The Biological Pipeline

Average human visual reaction time hovers around 250 milliseconds (a quarter of a second). To understand why we can't get much faster than 150ms purely on reaction, we have to look at the neural pathway:

1. Photoreception (10-20ms): Light from the screen hits the retina, where photoreceptor cells translate photons into electrical signals.
2. Neural Transmission (20-40ms): The signal travels down the optic nerve to the visual cortex at the back of the brain.
3. Processing & Decision (40-60ms): The brain identifies the stimulus and decides on a motor response. This is the stage most affected by cognitive load and fatigue.
4. Motor Command (10-20ms): The motor cortex sends a signal down the spinal cord to the muscles in the arm and hand.
5. Muscle Activation (10-20ms): The muscles contract to execute the click.

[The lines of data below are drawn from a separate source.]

//! Arena-based syntax tree.
//!
//! Each parsed file owns one flat arena of nodes. Nodes refer to their
//! children and to their parent by [`NodeId`] index, so upward walks for
//! scope construction need no cyclic pointers and the whole tree is freed
//! in one deallocation.

use std::fmt;

use crate::base::{FileId, Name, TextRange, TextSize};

/// Index of a node within its file's [`SyntaxTree`] arena.
#[derive(Copy, Clone, Eq, PartialEq, Hash, PartialOrd, Ord)]
pub struct NodeId(u32);

impl NodeId {
    #[inline]
    pub(crate) const fn new(index: usize) -> Self {
        Self(index as u32)
    }

    /// Get the raw arena index.
    #[inline]
    pub const fn index(self) -> usize {
        self.0 as usize
    }
}

impl fmt::Debug for NodeId {
    fn fmt(&self, f: &mut fmt::Formatter<'_>) -> fmt::Result {
        write!(f, "NodeId({})", self.0)
    }
}

/// The closed set of node kinds relevant to declaration resolution.
///
/// Declaration forms the resolver dispatches over are explicit variants;
/// exhaustive matching over this enum is what keeps the resolver honest
/// when a new form is added.
#[derive(Debug, Clone, PartialEq, Eq)]
pub enum NodeKind {
    /// Root of one parsed file.
    FileRoot {
        package: Option<NodeId>,
        decls: Vec<NodeId>,
    },
    /// `package p` header.
    PackageClause { name: NodeId },
    /// `import ( ... )` or a single import.
    ImportDecl { specs: Vec<NodeId> },
    /// One imported path, with an optional local alias.
    ImportSpec {
        alias: Option<NodeId>,
        path: smol_str::SmolStr,
    },
    /// `func (recv T) Name(params) (results) { ... }`.
    FuncDecl {
        receiver: Option<NodeId>,
        name: NodeId,
        params: Vec<NodeId>,
        results: Vec<NodeId>,
        body: Option<NodeId>,
    },
    /// `type Name T`.
    TypeDecl { name: NodeId, ty: NodeId },
    /// One `var`/`const` spec: names with an optional shared type and
    /// initializers. A grouped declaration produces one of these per line.
    ValueSpec {
        names: Vec<NodeId>,
        ty: Option<NodeId>,
        values: Vec<NodeId>,
        is_const: bool,
    },
    /// `a, b := x, y` — may declare new names and reassign old ones.
    ShortAssign { lhs: Vec<NodeId>, rhs: Vec<NodeId> },
    /// `a, b = x, y` — plain reassignment, declares nothing.
    Assign { lhs: Vec<NodeId>, rhs: Vec<NodeId> },
    /// A struct field, parameter, result, or interface method: zero or
    /// more names sharing one type.
    Field {
        names: Vec<NodeId>,
        ty: Option<NodeId>,
    },
    /// `struct { ... }`.
    StructType { fields: Vec<NodeId> },
    /// `interface { ... }`.
    InterfaceType { methods: Vec<NodeId> },
    /// `*T`.
    PointerType { inner: NodeId },
    /// `[n]T` or `[]T`.
    ArrayType {
        len: Option<NodeId>,
        elem: NodeId,
    },
    /// `map[K]V`.
    MapType { key: NodeId, value: NodeId },
    /// `func(params) (results)` used as a type.
    FuncType {
        params: Vec<NodeId>,
        results: Vec<NodeId>,
    },
    /// Brace-delimited statement list inside control flow.
    Block { stmts: Vec<NodeId> },
    /// A function's body block; scope-wise it also hosts the parameters.
    FuncBody { stmts: Vec<NodeId> },
    /// A single identifier occurrence.
    Ident { name: Name },
    /// `base.member`.
    Selector { base: NodeId, member: NodeId },
    /// `callee(args)`.
    Call { callee: NodeId, args: Vec<NodeId> },
    /// `base[index]`.
    Index { base: NodeId, index: NodeId },
    /// `(inner)`.
    Paren { inner: NodeId },
    /// Prefix operator application.
    Unary { operand: NodeId },
    /// Infix operator application.
    Binary { lhs: NodeId, rhs: NodeId },
    /// `T{...}`.
    CompositeLit {
        ty: Option<NodeId>,
        elems: Vec<NodeId>,
    },
    /// `key: value` inside a composite literal.
    KeyValue { key: NodeId, value: NodeId },
    /// Any literal token (number, string, rune).
    Literal,
    /// An expression used as a statement.
    ExprStmt { expr: NodeId },
    /// `return ...`.
    ReturnStmt { exprs: Vec<NodeId> },
    /// `if init; cond { ... } else ...`.
    IfStmt {
        init: Option<NodeId>,
        cond: NodeId,
        then_block: NodeId,
        else_branch: Option<NodeId>,
    },
    /// `for init; cond; post { ... }` and its reduced forms.
    ForStmt {
        init: Option<NodeId>,
        cond: Option<NodeId>,
        post: Option<NodeId>,
        body: NodeId,
    },
    /// `break` / `continue`.
    BranchStmt,
}

impl NodeKind {
    /// Visit every direct child id, in source order.
    pub fn for_each_child(&self, mut f: impl FnMut(NodeId)) {
        let mut opt = |id: &Option<NodeId>, f: &mut dyn FnMut(NodeId)| {
            if let Some(id) = id {
                f(*id);
            }
        };
        let mut all = |ids: &[NodeId], f: &mut dyn FnMut(NodeId)| {
            for id in ids {
                f(*id);
            }
        };
        match self {
            NodeKind::FileRoot { package, decls } => {
                opt(package, &mut f);
                all(decls, &mut f);
            }
            NodeKind::PackageClause { name } => f(*name),
            NodeKind::ImportDecl { specs } => all(specs, &mut f),
            NodeKind::ImportSpec { alias, .. } => opt(alias, &mut f),
            NodeKind::FuncDecl {
                receiver,
                name,
                params,
                results,
                body,
            } => {
                opt(receiver, &mut f);
                f(*name);
                all(params, &mut f);
                all(results, &mut f);
                opt(body, &mut f);
            }
            NodeKind::TypeDecl { name, ty } => {
                f(*name);
                f(*ty);
            }
            NodeKind::ValueSpec {
                names, ty, values, ..
            } => {
                all(names, &mut f);
                opt(ty, &mut f);
                all(values, &mut f);
            }
            NodeKind::ShortAssign { lhs, rhs } | NodeKind::Assign { lhs, rhs } => {
                all(lhs, &mut f);
                all(rhs, &mut f);
            }
            NodeKind::Field { names, ty } => {
                all(names, &mut f);
                opt(ty, &mut f);
            }
            NodeKind::StructType { fields } => all(fields, &mut f),
            NodeKind::InterfaceType { methods } => all(methods, &mut f),
            NodeKind::PointerType { inner } => f(*inner),
            NodeKind::ArrayType { len, elem } => {
                opt(len, &mut f);
                f(*elem);
            }
            NodeKind::MapType { key, value } => {
                f(*key);
                f(*value);
            }
            NodeKind::FuncType { params, results } => {
                all(params, &mut f);
                all(results, &mut f);
            }
            NodeKind::Block { stmts } | NodeKind::FuncBody { stmts } => all(stmts, &mut f),
            NodeKind::Ident { .. } | NodeKind::Literal | NodeKind::BranchStmt => {}
            NodeKind::Selector { base, member } => {
                f(*base);
                f(*member);
            }
            NodeKind::Call { callee, args } => {
                f(*callee);
                all(args, &mut f);
            }
            NodeKind::Index { base, index } => {
                f(*base);
                f(*index);
            }
            NodeKind::Paren { inner } => f(*inner),
            NodeKind::Unary { operand } => f(*operand),
            NodeKind::Binary { lhs, rhs } => {
                f(*lhs);
                f(*rhs);
            }
            NodeKind::CompositeLit { ty, elems } => {
                opt(ty, &mut f);
                all(elems, &mut f);
            }
            NodeKind::KeyValue { key, value } => {
                f(*key);
                f(*value);
            }
            NodeKind::ExprStmt { expr } => f(*expr),
            NodeKind::ReturnStmt { exprs } => all(exprs, &mut f),
            NodeKind::IfStmt {
                init,
                cond,
                then_block,
                else_branch,
            } => {
                opt(init, &mut f);
                f(*cond);
                f(*then_block);
                opt(else_branch, &mut f);
            }
            NodeKind::ForStmt {
                init,
                cond,
                post,
                body,
            } => {
                opt(init, &mut f);
                opt(cond, &mut f);
                opt(post, &mut f);
                f(*body);
            }
        }
    }

    /// Collect the direct children into a Vec (allocating convenience).
    pub fn children(&self) -> Vec<NodeId> {
        let mut out = Vec::new();
        self.for_each_child(|id| out.push(id));
        out
    }
}

/// One node in the arena.
#[derive(Debug, Clone)]
pub struct Node {
    pub kind: NodeKind,
    /// Byte span within the owning file (file-local coordinates).
    pub range: TextRange,
    /// Non-owning back-reference for upward walks; `None` for the root.
    pub parent: Option<NodeId>,
}

/// A parsed file: flat node arena plus the root id.
#[derive(Debug, Clone)]
pub struct SyntaxTree {
    file: FileId,
    nodes: Vec<Node>,
    root: NodeId,
}

impl SyntaxTree {
    pub(crate) fn new(file: FileId, nodes: Vec<Node>, root: NodeId) -> Self {
        Self { file, nodes, root }
    }

    /// The file this tree was parsed from.
    pub fn file(&self) -> FileId {
        self.file
    }

    /// The `FileRoot` node.
    pub fn root(&self) -> NodeId {
        self.root
    }

    /// Access a node by id.
    pub fn node(&self, id: NodeId) -> &Node {
        &self.nodes[id.index()]
    }

    /// The node's byte span.
    pub fn range(&self, id: NodeId) -> TextRange {
        self.node(id).range
    }

    /// The node's parent, if any.
    pub fn parent(&self, id: NodeId) -> Option<NodeId> {
        self.node(id).parent
    }

    /// Number of nodes in the arena.
    pub fn len(&self) -> usize {
        self.nodes.len()
    }

    /// Whether the arena is empty (never true for a parsed file).
    pub fn is_empty(&self) -> bool {
        self.nodes.is_empty()
    }

    /// Iterate the ancestor chain starting with `id` itself.
    pub fn ancestors(&self, id: NodeId) -> impl Iterator<Item = NodeId> + '_ {
        std::iter::successors(Some(id), move |&cur| self.parent(cur))
    }

    /// The interned name of an `Ident` node.
    pub fn ident_name(&self, id: NodeId) -> Option<Name> {
        match self.node(id).kind {
            NodeKind::Ident { name } => Some(name),
            _ => None,
        }
    }

    /// Find the most specific node whose `[start, end)` span contains the
    /// offset.
    ///
    /// Descends from the root, always preferring a strictly smaller child
    /// over its parent. Sibling spans never overlap, and because
    /// containment is half-open the child that *starts* at the offset wins
    /// over the one that ends there, matching left-to-right reading order.
    pub fn covering_node(&self, offset: TextSize) -> Option<NodeId> {
        let mut cur = self.root;
        if !self.range(cur).contains(offset) {
            return None;
        }
        'descend: loop {
            let mut next = None;
            self.node(cur).kind.for_each_child(|child| {
                if next.is_none() && self.range(child).contains(offset) {
                    next = Some(child);
                }
            });
            match next {
                Some(child) => cur = child,
                None => break 'descend,
            }
        }
        Some(cur)
    }

    /// Top-level declared names of this file, in source order.
    ///
    /// Methods (functions with a receiver) are not package-level names and
    /// are skipped, matching the language's scope rules.
    pub fn top_level_decls(&self) -> Vec<(Name, NodeId)> {
        let mut out = Vec::new();
        let NodeKind::FileRoot { decls, .. } = &self.node(self.root).kind else {
            return out;
        };
        for &decl in decls {
            match &self.node(decl).kind {
                NodeKind::FuncDecl {
                    receiver: None,
                    name,
                    ..
                } => {
                    if let Some(n) = self.ident_name(*name) {
                        out.push((n, decl));
                    }
                }
                NodeKind::TypeDecl { name, .. } => {
                    if let Some(n) = self.ident_name(*name) {
                        out.push((n, decl));
                    }
                }
                NodeKind::ValueSpec { names, .. } => {
                    for &name in names {
                        if let Some(n) = self.ident_name(name) {
                            out.push((n, decl));
                        }
                    }
                }
                _ => {}
            }
        }
        out
    }

    /// The name of the `package` clause, if the file has one.
    pub fn package_name(&self) -> Option<Name> {
        let NodeKind::FileRoot { package, .. } = &self.node(self.root).kind else {
            return None;
        };
        let package = (*package)?;
        match &self.node(package).kind {
            NodeKind::PackageClause { name } => self.ident_name(*name),
            _ => None,
        }
    }
}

Raw Reaction vs. Anticipation

If a professional gamer reacts in 120ms, are they defying biology? Usually, the answer is no. They are utilizing anticipation.

In a controlled reflex test where the stimulus happens at a truly random interval, elite times sit around 150-160ms. However, in an actual game environment, players constantly read contextual clues—footsteps, animation wind-ups, or map positioning. By processing these clues, the brain pre-loads the motor command. When the actual stimulus occurs, the brain skips the "Processing & Decision" phase entirely, resulting in sub-150ms times that look superhuman but are actually the result of extreme pattern recognition.

Test it yourself: Try the Vibe or Die Reaction Test. Notice how your first few attempts might be around 250ms, but as you settle into a rhythm, you might drop closer to 200ms. If you score under 100ms, you didn't react—you guessed.

Hick's Law and Choice Reaction Time

Simple reaction time (one stimulus, one response) is only part of the story. Hick's Law dictates that the time it takes to make a decision increases logarithmically as the number of choices increases.

If you are waiting for a red target to appear to click it (simple reaction), you will be fast. If you must click red targets, ignore blue targets, and swipe on green targets (choice reaction), your response time will plummet, often doubling to 400ms or more. Game designers use Hick's Law to balance difficulty; forcing a player to make a choice under pressure is often harder than just forcing them to be fast.

You can experience choice reaction time in action by playing Reaction Arena, where the rules dictate ignoring specific visual stimuli while reacting to others.

The Hardware Tax

Finally, we must acknowledge system latency. A 60Hz monitor displays a new frame every 16.6 milliseconds. A wireless mouse might add 5-10ms of polling delay. The browser processing the Javascript adds a few more. A player scoring 200ms on a standard office setup might instantly score 180ms on a 240Hz monitor with a wired mouse—not because their brain got faster, but because the hardware tax was removed.

Understanding these mechanisms allows us to measure ourselves more accurately and appreciate the incredible biological machinery required to perform a simple mouse click.